Neben der Fremdsprachenkompetenz wird zukünftig der interkulturellen Kompetenz ein erhöhter Stellenwert beigemessen. Nicht allein aufgrund der sich ständig ausweitenden Absatzmärkte und Verflechtungen international tätiger Unternehmen, sondern auch aufgrund der tagtäglichen Interaktion innerhalb der deutschen Grenzen. Denn ein Blick in die demographischen Daten verdeutlicht, dass über 7 Millionen Ausländer in Deutschland leben. Das entspricht fast 9 % der Gesamtbevölkerung. So kann zweifelsfrei behauptet werden, dass wir in einer multikulturellen Gesellschaft leben (vgl. Geißler 1990, S. 57 f.). Wie kann jedoch der Fremdsprachenunterricht zur Bildung einer interkulturellen Kompetenz beitragen? Auch auf diese Fragestellung soll der Leser in dieser Examensarbeit eine Antwort finden.
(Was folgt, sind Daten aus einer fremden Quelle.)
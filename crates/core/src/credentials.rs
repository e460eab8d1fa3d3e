//! Credentials for a single Hatena blog

use std::fmt;

use crate::error::HatenaError;

/// Account and blog a client instance talks to.
///
/// `blog_domain` is the full root domain of the blog
/// (e.g. `example.hatenablog.com`), never the short blog ID.
#[derive(Clone, PartialEq, Eq)]
pub struct BlogCredentials {
    pub hatena_id: String,
    pub blog_domain: String,
    pub api_key: String,
}

impl BlogCredentials {
    pub fn new(
        hatena_id: impl Into<String>,
        blog_domain: impl Into<String>,
        api_key: impl Into<String>,
    ) -> Self {
        Self {
            hatena_id: hatena_id.into(),
            blog_domain: blog_domain.into(),
            api_key: api_key.into(),
        }
    }

    /// Reject empty fields before any request is attempted
    pub fn validate(&self) -> Result<(), HatenaError> {
        let fields = [
            ("hatena_id", &self.hatena_id),
            ("blog_domain", &self.blog_domain),
            ("api_key", &self.api_key),
        ];

        for (name, value) in fields {
            if value.trim().is_empty() {
                return Err(HatenaError::Configuration(format!("{name} must not be empty")));
            }
        }

        Ok(())
    }
}

impl fmt::Debug for BlogCredentials {
    fn fmt(&self, f: &mut fmt::Formatter<'_>) -> fmt::Result {
        f.debug_struct("BlogCredentials")
            .field("hatena_id", &self.hatena_id)
            .field("blog_domain", &self.blog_domain)
            .field("api_key", &"<redacted>")
            .finish()
    }
}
Dass das Fremdsprachenlernen immer wichtiger wird, ist allgemeiner Tenor der Berufsbildungstheoretiker. Keine so eindeutige Übereinstimmung herrscht dagegen unter den Fremdsprachenlehrern bezüglich der didaktischen Konzepte. In lebhaften Diskussionen werden Für und Wider bestimmter Methoden abgeschätzt. Insbesondere die Gestaltung eines berufsorientierten Fremdsprachenunterrichts wirft unzählige Fragen auf. In dieser Arbeit sollen grundlegende Konzepte der Fremdsprachenvermittlung aus verschiedenen Blickwinkeln betrachtet werden. Mit den gewonnen Erkenntnissen soll die Beantwortung der Frage, wie ein erfolgreicher Fremdsprachenunterricht an berufsbildenden Schulen auszusehen hat, versucht werden.
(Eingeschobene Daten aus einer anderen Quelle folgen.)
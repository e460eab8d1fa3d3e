//! AtomPub authentication headers
//!
//! Hatena accepts either HTTP Basic authentication or a WSSE
//! `UsernameToken` carried in the `X-WSSE` header. Both builders here are
//! pure: the caller supplies the nonce bytes and the creation timestamp.

use base64::Engine;
use chrono::{DateTime, Utc};
use serde::{Deserialize, Serialize};
use sha1::{Digest, Sha1};

/// Header carrying the WSSE token
pub const WSSE_HEADER: &str = "X-WSSE";

/// Number of random bytes in a WSSE nonce
pub const NONCE_LEN: usize = 16;

#[derive(Debug, Clone, Copy, Default, PartialEq, Eq, Serialize, Deserialize)]
#[serde(rename_all = "lowercase")]
pub enum AuthScheme {
    #[default]
    Basic,
    Wsse,
}

impl std::str::FromStr for AuthScheme {
    type Err = String;

    fn from_str(s: &str) -> Result<Self, Self::Err> {
        match s.to_ascii_lowercase().as_str() {
            "basic" => Ok(AuthScheme::Basic),
            "wsse" => Ok(AuthScheme::Wsse),
            other => Err(format!("Unknown auth scheme: {other} (expected basic or wsse)")),
        }
    }
}

impl std::fmt::Display for AuthScheme {
    fn fmt(&self, f: &mut std::fmt::Formatter<'_>) -> std::fmt::Result {
        match self {
            AuthScheme::Basic => f.write_str("basic"),
            AuthScheme::Wsse => f.write_str("wsse"),
        }
    }
}

/// Format a timestamp the way the digest expects it: `2024-01-01T00:00:00Z`
pub fn format_created(now: DateTime<Utc>) -> String {
    now.format("%Y-%m-%dT%H:%M:%SZ").to_string()
}

/// `base64(SHA1(nonce_bytes + created + api_key))`
pub fn password_digest(nonce: &[u8], created: &str, api_key: &str) -> String {
    let mut hasher = Sha1::new();
    hasher.update(nonce);
    hasher.update(created.as_bytes());
    hasher.update(api_key.as_bytes());
    base64::engine::general_purpose::STANDARD.encode(hasher.finalize())
}

/// Build the `X-WSSE` header value.
///
/// Does not validate its inputs; an empty `api_key` must be rejected by the
/// caller beforehand.
pub fn wsse_header(username: &str, api_key: &str, nonce: &[u8], created: &str) -> String {
    let digest = password_digest(nonce, created, api_key);
    let nonce_b64 = base64::engine::general_purpose::STANDARD.encode(nonce);

    format!(
        r#"UsernameToken Username="{username}", PasswordDigest="{digest}", Nonce="{nonce_b64}", Created="{created}""#
    )
}

/// Build an `Authorization: Basic ...` header value
pub fn basic_auth_header(username: &str, api_key: &str) -> String {
    let encoded = base64::engine::general_purpose::STANDARD.encode(format!("{username}:{api_key}"));
    format!("Basic {encoded}")
}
1.2 Gliederung der Examensarbeit

Das Ziel dieser Examensarbeit ist es, bezüglich der genannten Fragestellungen die jeweilige Problematik aufzuzeigen sowie neue Erkenntnisse zu gewinnen. Auch wenn vielleicht nicht auf alle Fragen eindeutige Antworten gegeben werden können, so kann eine differenzierte Darstellung der jeweiligen Thematik einen wertvollen Überblick liefern. Zu diesem Zweck werde ich zu Beginn der Examensarbeit die spanische Sprache vorstellen. Dabei wird sowohl die historische Entwicklung als auch das heutige Verbreitungsgebiet der spanischen Sprache beleuchtet. Daraufhin erfolgt ein kurzer geschichtlicher Rückblick auf die Entwicklung des Fremdsprachenunterrichts in Deutschland. Im 4. Kapitel werden die bildungspolitischen Aspekte des Fremdsprachenlernens aufgezeigt. Zunächst erfolgt eine kurze Präsentation der staatlichen Regelungen für alle öffentlichen Bildungseinrichtungen. Anschließend werden die derzeit gültigen Rahmenrichtlinien für den Fremdsprachenunterricht in den niedersächsischen berufsbildenden Schulen dargestellt.
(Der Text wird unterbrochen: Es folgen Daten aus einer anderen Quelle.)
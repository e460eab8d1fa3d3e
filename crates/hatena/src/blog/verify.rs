use crate::client::{HatenaBlogClient, Transport};
use crate::prelude::{println, *};
use colored::Colorize;
use serde::{Deserialize, Serialize};

#[derive(Debug, clap::Args, Serialize, Deserialize, Clone)]
pub struct VerifyOptions {
    /// Output as JSON
    #[arg(long)]
    pub json: bool,
}

#[derive(Debug, Serialize)]
pub struct VerifyOutput {
    pub hatena_id: String,
    pub blog_domain: String,
    pub auth: String,
    pub service_document: String,
    pub ok: bool,
}

pub async fn run(options: VerifyOptions, client: &HatenaBlogClient) -> Result<()> {
    let output = verify_data(client).await?;

    if options.json {
        println!("{}", serde_json::to_string_pretty(&output)?);
    } else {
        println!(
            "{} {} can post to {} ({} auth)",
            "OK".green().bold(),
            output.hatena_id,
            output.blog_domain,
            output.auth
        );
    }

    Ok(())
}

/// Fetch the service document to prove the credentials work
pub async fn verify_data<T: Transport>(client: &HatenaBlogClient<T>) -> Result<VerifyOutput> {
    client.verify().await?;

    let credentials = client.credentials();
    Ok(VerifyOutput {
        hatena_id: credentials.hatena_id.clone(),
        blog_domain: credentials.blog_domain.clone(),
        auth: client.auth().to_string(),
        service_document: client.service_document_url(),
        ok: true,
    })
}
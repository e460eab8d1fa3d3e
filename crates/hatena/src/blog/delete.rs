use crate::client::{HatenaBlogClient, Transport};
use crate::prelude::{println, *};
use colored::Colorize;
use serde::{Deserialize, Serialize};

#[derive(Debug, clap::Args, Serialize, Deserialize, Clone)]
pub struct DeleteOptions {
    /// Entry ID to delete
    pub entry_id: String,

    /// Output as JSON
    #[arg(long)]
    pub json: bool,
}

#[derive(Debug, Serialize)]
pub struct DeleteOutput {
    pub entry_id: String,
    pub deleted: bool,
}

pub async fn run(options: DeleteOptions, client: &HatenaBlogClient) -> Result<()> {
    let output = delete_entry_data(client, &options.entry_id).await?;

    if options.json {
        println!("{}", serde_json::to_string_pretty(&output)?);
    } else {
        println!("{} entry {}", "Deleted".red().bold(), output.entry_id);
    }

    Ok(())
}

/// Delete one entry by ID
pub async fn delete_entry_data<T: Transport>(
    client: &HatenaBlogClient<T>,
    entry_id: &str,
) -> Result<DeleteOutput> {
    client.delete_entry(entry_id).await?;
    log::info!("Deleted entry {entry_id}");

    Ok(DeleteOutput {
        entry_id: entry_id.to_string(),
        deleted: true,
    })
}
Somit wäre der Rahmen gegeben für eine ausführliche Analyse der derzeitigen Situation des Fremdsprachenunterrichts an den berufsbildenden Schulen. Mit dem Hintergrundwissen der historischen Entwicklung sowie der bildungspolitischen Aspekte des Fremdsprachenunterrichts wird im 5. Kapitel der momentane Stellenwert der verschiedenen unterrichteten Fremdsprachen und insbesondere des Spanischen diffizil beurteilt. Zunächst erfolgt diese Analyse für den gesamtdeutschen Raum und im weiteren Verlauf für das Bundesland Niedersachsen mit äußerst interessanten und so nicht zu erwartenden Ergebnissen. In diesem Zusammenhang erscheint eine Analyse der Fremdsprachen aus unternehmerischer Sicht sinnvoll. So wird im 6. Kapitel zunächst der Fremdsprachenbedarf der deutschen Unternehmen aufgedeckt. Weiterhin werden die charakteristischen Merkmale der interkulturellen Kompetenz als zukunftsträchtige Schlüsselkompetenz beleuchtet. Außerdem werden verschiedene Möglichkeiten des Fremdsprachenunterrichts aufgezeigt, die zur Bildung einer interkulturellen Kompetenz beitragen können.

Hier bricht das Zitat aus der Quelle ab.